No Description Available

Tag No.: C0276

Based on review of policy and procedure, medical record, and staff interview, it was determined the CAH failed to ensure that nurses follow the policy and procedure for labeling "To Go Pack " medications given to one of one patient at time of discharge. (patient # 5)

Findings include:

Review of policy and procedure titled "To Go Pack" required: "...the medication label will be attached to each bottle containing medication by pharmacy. Requirements mandated by the statues such as name, strength, dosage form and quantity of the drug...remaining requirements must completed(sic) prior to dispensing the medication to the patient: a. patient name b. date of dispensing c. directions for use d. printed name of ordering provider...."

Review of the discharge summary paperwork identified a physician order for the "To Go Pack" of five tablets of Vicodin. The nursing record revealed the Vicodin was given to the patient. However; there was no documentation on the discharge instructions related to the Vicodin given to the patient. The facility did not follow their policy and procedure for dispensing of the "To Go Pack".

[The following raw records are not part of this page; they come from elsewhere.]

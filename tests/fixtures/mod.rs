//! In-process cluster harness for integration tests.
//!
//! Builds replica groups over shared [`MemLog`]s, publishes configs through
//! a [`MemCtrler`], and routes all transport through [`LocalNet`], a
//! map-backed [`Network`] where server names resolve to live replicas.
//! Unregistering a name makes that replica unreachable without killing it;
//! crash/restart goes through the real kill/attach lifecycle, so a
//! restarted replica recovers from the shared log (snapshot first when the
//! log was truncated).

#![allow(dead_code)]

use std::collections::HashMap;
use std::sync::{Arc, Mutex};
use std::time::Duration;

use shardkv::client::Clerk;
use shardkv::command::{OpKind, PulledShard};
use shardkv::config::{ClientId, Gid, MemCtrler, NSHARDS};
use shardkv::errors::KvError;
use shardkv::network::Network;
use shardkv::raft::MemLog;
use shardkv::server::ShardKv;

/// How long `wait_until` and clerk-driven sections may take before the test
/// is declared hung.
pub const TEST_DEADLINE: Duration = Duration::from_secs(30);

/// In-process transport: server names resolve to registered replicas.
#[derive(Default)]
pub struct LocalNet {
    servers: Mutex<HashMap<String, Arc<ShardKv>>>,
}

impl LocalNet {
    pub fn register(&self, name: &str, kv: Arc<ShardKv>) {
        self.servers.lock().unwrap().insert(name.to_string(), kv);
    }

    /// Makes `name` unreachable. The replica keeps running.
    pub fn unregister(&self, name: &str) {
        self.servers.lock().unwrap().remove(name);
    }

    fn lookup(&self, name: &str) -> Result<Arc<ShardKv>, KvError> {
        self.servers
            .lock()
            .unwrap()
            .get(name)
            .cloned()
            .ok_or_else(|| KvError::Unreachable(name.to_string()))
    }
}

#[async_trait::async_trait]
impl Network for LocalNet {
    async fn get(
        &self,
        server: &str,
        key: &str,
        client_id: ClientId,
        seq: i64,
    ) -> Result<String, KvError> {
        self.lookup(server)?.get(key.to_string(), client_id, seq).await
    }

    async fn put_append(
        &self,
        server: &str,
        kind: OpKind,
        key: &str,
        value: &str,
        client_id: ClientId,
        seq: i64,
    ) -> Result<(), KvError> {
        self.lookup(server)?
            .put_append(kind, key.to_string(), value.to_string(), client_id, seq)
            .await
    }

    async fn pull_shard(
        &self,
        server: &str,
        shard: usize,
        _from_ver: u64,
        conf_num: u64,
    ) -> Result<Option<PulledShard>, KvError> {
        Ok(self.lookup(server)?.pull_shard(shard, conf_num))
    }

    async fn delete_shard(
        &self,
        server: &str,
        shard: usize,
        _from_ver: u64,
        conf_num: u64,
    ) -> Result<bool, KvError> {
        Ok(self.lookup(server)?.delete_shard(shard, conf_num).await)
    }
}

/// One replica group: a shared log plus its replicas.
pub struct TestGroup {
    pub gid: Gid,
    pub log: Arc<MemLog>,
    /// `None` while a replica is crashed.
    pub replicas: Vec<Option<Arc<ShardKv>>>,
    names: Vec<String>,
    /// Log slot backing each replica position (restart allocates a new one).
    slots: Vec<usize>,
    attach_count: usize,
}

impl TestGroup {
    pub fn server_names(&self) -> Vec<String> {
        self.names.clone()
    }

    pub fn name(&self, replica: usize) -> &str {
        &self.names[replica]
    }

    /// The replica at `idx`, which must be running.
    pub fn replica(&self, idx: usize) -> &Arc<ShardKv> {
        self.replicas[idx].as_ref().expect("replica is running")
    }

    /// Leader replica handle (position 0 unless moved).
    pub fn leader(&self) -> &Arc<ShardKv> {
        let slot = self.log.leader_slot().expect("group has a leader");
        let idx = self
            .slots
            .iter()
            .position(|&s| s == slot)
            .expect("leader slot is tracked");
        self.replica(idx)
    }
}

/// A whole in-process deployment.
pub struct TestCluster {
    pub ctrler: Arc<MemCtrler>,
    pub net: Arc<LocalNet>,
    pub groups: Vec<TestGroup>,
    max_raft_state: Option<usize>,
}

impl TestCluster {
    pub fn new(gids: &[Gid], replicas_per_group: usize, max_raft_state: Option<usize>) -> Self {
        let ctrler = Arc::new(MemCtrler::new());
        let net = Arc::new(LocalNet::default());

        let groups = gids
            .iter()
            .map(|&gid| {
                let log = MemLog::new();
                let mut group = TestGroup {
                    gid,
                    log: log.clone(),
                    replicas: Vec::new(),
                    names: Vec::new(),
                    slots: Vec::new(),
                    attach_count: 0,
                };
                for i in 0..replicas_per_group {
                    let name = format!("g{gid}-{i}");
                    let (raft, apply_rx) = log.attach();
                    let kv = ShardKv::start(
                        gid,
                        Arc::new(raft),
                        apply_rx,
                        ctrler.clone(),
                        net.clone(),
                        max_raft_state,
                    );
                    net.register(&name, kv.clone());
                    group.replicas.push(Some(kv));
                    group.names.push(name);
                    group.slots.push(group.attach_count);
                    group.attach_count += 1;
                }
                group
            })
            .collect();

        Self {
            ctrler,
            net,
            groups,
            max_raft_state,
        }
    }

    pub fn group(&self, gid: Gid) -> &TestGroup {
        self.groups
            .iter()
            .find(|g| g.gid == gid)
            .expect("known gid")
    }

    fn group_mut(&mut self, gid: Gid) -> &mut TestGroup {
        self.groups
            .iter_mut()
            .find(|g| g.gid == gid)
            .expect("known gid")
    }

    /// Publishes the next config with the given shard→group assignment; the
    /// group table lists every group in the cluster.
    pub fn publish(&self, shards: [Gid; NSHARDS]) -> u64 {
        let groups = self
            .groups
            .iter()
            .map(|g| (g.gid, g.names.clone()))
            .collect();
        self.ctrler.publish(shards, groups)
    }

    pub fn clerk(&self) -> Clerk {
        Clerk::new(self.ctrler.clone(), self.net.clone())
    }

    /// Kills a replica and removes it from the transport.
    pub fn crash(&mut self, gid: Gid, replica: usize) {
        let group = self.group_mut(gid);
        if let Some(kv) = group.replicas[replica].take() {
            kv.kill();
        }
        let name = group.names[replica].clone();
        self.net.unregister(&name);
    }

    /// Restarts a crashed replica against the group's shared log. Recovery
    /// happens through the apply stream (snapshot first if the log was
    /// truncated past the replica's history).
    pub fn restart(&mut self, gid: Gid, replica: usize) {
        let ctrler = self.ctrler.clone();
        let net = self.net.clone();
        let max_raft_state = self.max_raft_state;
        let group = self.group_mut(gid);
        assert!(group.replicas[replica].is_none(), "replica already running");

        let (raft, apply_rx) = group.log.attach();
        let kv = ShardKv::start(
            gid,
            Arc::new(raft),
            apply_rx,
            ctrler,
            net.clone(),
            max_raft_state,
        );
        group.slots[replica] = group.attach_count;
        group.attach_count += 1;
        net.register(&group.names[replica], kv.clone());
        group.replicas[replica] = Some(kv);
    }

    /// Hands group leadership to the replica at `replica`.
    pub fn set_leader(&self, gid: Gid, replica: usize) {
        let group = self.group(gid);
        group.log.set_leader(group.slots[replica]);
    }

    /// Waits until every running replica of every group has installed
    /// config `num`.
    pub async fn wait_all_config(&self, num: u64) {
        for group in &self.groups {
            for kv in group.replicas.iter().flatten() {
                let kv = kv.clone();
                wait_until(&format!("g{} reaches config {num}", group.gid), || {
                    kv.status().config_num >= num
                })
                .await;
            }
        }
    }
}

/// Polls `cond` until it holds, panicking after [`TEST_DEADLINE`].
pub async fn wait_until<F: Fn() -> bool>(what: &str, cond: F) {
    let start = tokio::time::Instant::now();
    while start.elapsed() < TEST_DEADLINE {
        if cond() {
            return;
        }
        tokio::time::sleep(Duration::from_millis(20)).await;
    }
    panic!("timed out waiting for: {what}");
}

/// Runs `fut` under the test deadline.
pub async fn with_deadline<T>(fut: impl std::future::Future<Output = T>) -> T {
    tokio::time::timeout(TEST_DEADLINE, fut)
        .await
        .expect("test deadline exceeded")
}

Employee # 17 confirmed during and interview conducted on 8/6/14 the staff did not follow the facility policy and label the "To Go Pack " medication prior to giving to the patient.

No Description Available

Tag No.: C0294

Based on hospital policy and procedure, medical records and interview, it was determined the CAH failed to ensure the nursing staff meet the patient needs for pain reassessment for one of one patient (patient #5).

Findings include:

Hospital policy titled "Management of Acute and Chronic Pain" requires: "...After any method of pain control has been used, reassessment will occur at frequent intervals...until pain is controlled to the patient's satisfaction...Notify the physician of ineffective pain management...."

Patient #5 was seen in the emergency department on August 22, 2012 after a motor vehicle accident. The patient received three doses of Morphine 5mg (milligrams) intravenously at 1945, 2035, and 2300 for complaints of pain. There was no documentation of any pain reassessment.

Employee #4 confirmed during interview the nursing staff did not follow the facility policy for pain reassessment.